8. Small joint manipulation
9. Striking to the spine or the back of the head (see Rabbit punch)
10. Striking downward using the point of the elbow (see Elbow (strike))
11. Throat strikes of any kind, including, without limitation, grabbing the trachea
12. Clawing, pinching or twisting the flesh
13. Grabbing the clavicle
14. Kicking the head of a grounded opponent
15. Kneeing the head of a grounded opponent
16. Stomping a grounded opponent
17. Kicking to the kidney with the heel
18. Spiking an opponent to the canvas on his head or neck. (see piledriver)
19. Throwing an opponent out of the ring or fenced area
20. Holding the shorts or gloves of an opponent
21. Spitting at an opponent
22. Engaging in unsportsmanlike conduct that causes an injury to an opponent
23. Holding the ropes or the fence
24. Using abusive language in the ring or fenced area
25. Attacking an opponent on or during the break
26. Attacking an opponent who is under the care of the referee
27. Attacking an opponent after the bell (horn) has sounded the end of a round
28. Flagrantly disregarding the instructions of the referee
29. Timidity, including, without limitation, avoiding contact with an opponent, intentionally or consistently dropping the mouthpiece or faking an injury
30. Interference by the corner
31. Throwing in the towel during competition

When a foul is charged, the referee in their discretion may deduct one or more points as a penalty. If a foul incapacitates a fighter, then the match may end in a disqualification if the foul was intentional, or a no contest if unintentional. If a foul causes a fighter to be unable to continue later in the bout, it ends with a technical decision win to the injured fighter if the injured fighter is ahead on points, otherwise it is a technical draw.

===Match conduct===
- After a verbal warning the referee can stop the fighters and stand them up if they reach a stalemate on the ground (where neither are in a dominant position or working towards one).
- If the referee pauses the match, it is resumed with the fighters in their prior positions.
- Grabbing the ring ropes brings a verbal warning, followed by an attempt by the referee to release the grab by pulling on the grabbing hand. If that attempt fails or if the fighter continues to hold the ropes, the referee may charge a foul.

==Current Champions==

| Division | Weight | Champion | Since | Defenses |
|---|---|---|---|---|
| Light Heavyweight | Until 93 kg | Vacant |  |  |
| Middleweight | Until 84 kg | Vacant |  |  |
| Welterweight | Until 77 kg | CAN Ryan Ford | February 21, 2014 (WSOF Canada 1) | 0 |
| Lightweight | Until 70 kg | Vacant |  |  |
| Bantamweight | Until 61 kg | Vacant |  |  |

==Title history==

===Light Heavyweight Championship===
190 to 205 lbs (84 to 93 kg)

| No. | Name | Event | Date | Defenses |
| 1 | USA Razak Al-Hassan def. Tim Chemelli | AFC 17: Anarchy Edmonton, Alberta, Canada | March 23, 2013 |  |
All AFC titles were vacated after they were purchased by WSOF.

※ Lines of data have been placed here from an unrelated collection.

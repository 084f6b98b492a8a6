//! chime CLI.
//!
//! Thin wiring around `chime-slack`: resolve the run context from the
//! environment, parse the caller-supplied job report, load the optional
//! configuration document, send one notification, print the webhook
//! response. A failed send exits non-zero so a CI step can fail on it.

// CLI binary prints the webhook response to stdout by design.
#![allow(clippy::print_stdout)]

use chime_github::ActionsContext;
use chime_slack::{Config, JobStatus, JobSteps};
use clap::Parser;
use miette::{IntoDiagnostic, WrapErr};
use std::collections::BTreeMap;
use std::path::PathBuf;
use tracing::debug;
use tracing_subscriber::EnvFilter;

#[derive(Debug, Parser)]
#[command(name = "chime", version, about = "Post a CI job's status to a Slack webhook")]
struct Cli {
    /// Slack incoming-webhook URL.
    #[arg(long, env = "SLACK_WEBHOOK_URL", hide_env_values = true)]
    webhook_url: String,

    /// Job status to report (success, failure, cancelled, skipped).
    #[arg(long, default_value = "success")]
    status: String,

    /// Job name shown in the notification.
    #[arg(long, env = "GITHUB_JOB", default_value = "build")]
    job_name: String,

    /// Step results as a JSON document, e.g. the host CI's `toJson(steps)`.
    #[arg(long, default_value = "{}")]
    steps: String,

    /// Target channel override, e.g. "#github-ci".
    #[arg(long)]
    channel: Option<String>,

    /// Free-text message replacing the default body template.
    #[arg(long)]
    message: Option<String>,

    /// Extra template field, KEY=VALUE; may be repeated.
    #[arg(long = "field", value_name = "KEY=VALUE")]
    fields: Vec<String>,

    /// Path to a YAML configuration document.
    #[arg(long)]
    config: Option<PathBuf>,
}

#[tokio::main]
async fn main() -> miette::Result<()> {
    tracing_subscriber::fmt()
        .with_env_filter(EnvFilter::from_default_env())
        .with_writer(std::io::stderr)
        .init();

    let cli = Cli::parse();

    let context = ActionsContext::from_env_strict()
        .into_diagnostic()
        .wrap_err("failed to resolve the run context")?;
    debug!(%context, "Resolved run context");

    let config = match &cli.config {
        Some(path) => Config::from_path(path)
            .into_diagnostic()
            .wrap_err_with(|| format!("failed to load config {}", path.display()))?,
        None => Config::default(),
    };

    let steps = parse_steps(&cli.steps)
        .into_diagnostic()
        .wrap_err("invalid --steps document")?;

    let response = chime_slack::send(
        &cli.webhook_url,
        &cli.job_name,
        JobStatus::from(cli.status.as_str()),
        steps,
        cli.channel.as_deref(),
        cli.message.as_deref(),
        parse_fields(&cli.fields),
        config,
        &context,
    )
    .await
    .into_diagnostic()
    .wrap_err("webhook delivery failed")?;

    println!("{response}");
    Ok(())
}

/// Parse the step report document, preserving step order.
fn parse_steps(document: &str) -> Result<JobSteps, serde_json::Error> {
    serde_json::from_str(document)
}

/// Split repeated KEY=VALUE arguments into a template field map.
///
/// Arguments without a `=` are ignored.
fn parse_fields(fields: &[String]) -> BTreeMap<String, String> {
    fields
        .iter()
        .filter_map(|field| field.split_once('='))
        .map(|(key, value)| (key.to_string(), value.to_string()))
        .collect()
}

#[cfg(test)]
mod tests {
    use super::*;

    #[test]
    fn test_parse_steps_preserves_order() {
        let steps = parse_steps(
            r#"{"build": {"outcome": "success", "conclusion": "success"},
                "test": {"outcome": "failure", "conclusion": "failure"}}"#,
        )
        .unwrap();

        let names: Vec<&str> = steps.keys().map(String::as_str).collect();
        assert_eq!(names, ["build", "test"]);
        assert_eq!(steps["test"].outcome, JobStatus::Failure);
    }

    #[test]
    fn test_parse_steps_rejects_malformed_document() {
        assert!(parse_steps("not json").is_err());
    }

    #[test]
    fn test_parse_fields() {
        let fields = parse_fields(&[
            "environment=staging".to_string(),
            "region=eu-west-1".to_string(),
            "malformed".to_string(),
        ]);

        assert_eq!(fields.len(), 2);
        assert_eq!(fields["environment"], "staging");
        assert_eq!(fields["region"], "eu-west-1");
    }

    #[test]
    fn test_unrecognized_status_falls_back() {
        assert_eq!(JobStatus::from("timed_out"), JobStatus::Unknown);
    }
}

===Middleweight Championship===
171 to 185 lbs (77 to 84 kg)

| No. | Name | Event | Date | Defenses |
| 1 | USA John Salter def. Kalib Starnes | AFC 6: Conviction Victoria, British Columbia, Canada | June 18, 2011 |  |
All AFC titles were vacated after they were purchased by WSOF.

===Welterweight Championship===
156 to 170 lbs (77 to 84 kg)

| No. | Name | Event | Date | Defenses |
| 1 | CAN Ryan Ford def. Michael Hill | AFC 19: Undisputed Edmonton, Alberta, Canada | July 5, 2013 |  |
All AFC titles were vacated after they were purchased by WSOF.
| 2 | CAN Ryan Ford def. Joel Powell | WSOF Canada 1 Edmonton, Alberta, Canada | February 21, 2014 |  |

===Lightweight Championship===
146 to 155 lbs (77 to 84 kg)

| No. | Name | Event | Date | Defenses |
| 1 | CAN Stephen Beaumont def. Evan Sanguin | AFC 9: Inception Edmonton, Alberta, Canada | June 8, 2012 |  |
| 2 | CAN Shane Campbell | AFC 14: Invasion Edmonton, Alberta, Canada | November 23, 2012 |  |
| 3 | CAN Jesse Ronson | AFC 19: Undisputed Edmonton, Alberta, Canada | July 5, 2013 |  |
Ronson vactated the title when he left AFC for the UFC.

===Bantamweight Championship===
126 to 135 lbs (77 to 84 kg)

| No. | Name | Event | Date | Defenses |
| 1 | CAN Curtis Brigham def. Mike Adams | AFC 16: Uprising Winnipeg, Manitoba, Canada | March 23, 2013 |  |
All AFC titles were vacated after they were purchased by WSOF.